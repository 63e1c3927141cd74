#![forbid(unsafe_code)]

pub mod config;
pub mod model;
pub mod navigation;
pub mod scoring;
pub mod time;
pub mod timer;

pub use time::Clock;
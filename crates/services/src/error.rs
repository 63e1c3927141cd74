//! Shared error types for the services crate.

use thiserror::Error;

use exam_core::config::SessionConfigError;
use exam_core::model::{QuestionType, SessionStatus, SnapshotError};
use exam_core::timer::TimerError;
use storage::repository::StorageError;

/// Errors emitted by session services.
///
/// Refused navigation, a finish that needs confirmation and a repeated
/// submission are ordinary outcomes, not errors.
#[derive(Debug, Error)]
#[non_exhaustive]
pub enum SessionError {
    #[error("no questions available for session")]
    Empty,

    #[error("operation not allowed while the session is {status}")]
    InvalidState { status: SessionStatus },

    #[error("question index {index} is out of range for {len} questions")]
    IndexOutOfRange { index: usize, len: usize },

    #[error("answer shape does not fit a {expected} question")]
    AnswerTypeMismatch { expected: QuestionType },

    #[error("question {index} is already submitted")]
    AlreadySubmitted { index: usize },

    #[error("per-question submission is only available in practice mode")]
    PracticeOnly,

    #[error("snapshot holds {found} questions but the bank has {expected}")]
    RestoreMismatch { expected: usize, found: usize },

    #[error("snapshot rejected: {0}")]
    InvalidSnapshot(#[source] SnapshotError),

    #[error("unknown option {0:?}")]
    UnknownOption(String),

    #[error("unknown item {0:?}")]
    UnknownItem(String),

    #[error("unknown zone {0:?}")]
    UnknownZone(String),

    #[error(transparent)]
    Config(#[from] SessionConfigError),

    #[error(transparent)]
    Timer(#[from] TimerError),

    #[error(transparent)]
    Storage(#[from] StorageError),
}

impl From<SnapshotError> for SessionError {
    fn from(err: SnapshotError) -> Self {
        match err {
            SnapshotError::LengthMismatch { expected, found } => {
                SessionError::RestoreMismatch { expected, found }
            }
            other => SessionError::InvalidSnapshot(other),
        }
    }
}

══════

Task statement.
Reproduce every line in the data that has the word "services" in it.

Expected answer.
filename crates/services/src/error.rs
//! Shared error types for the services crate.
/// Errors emitted by session services.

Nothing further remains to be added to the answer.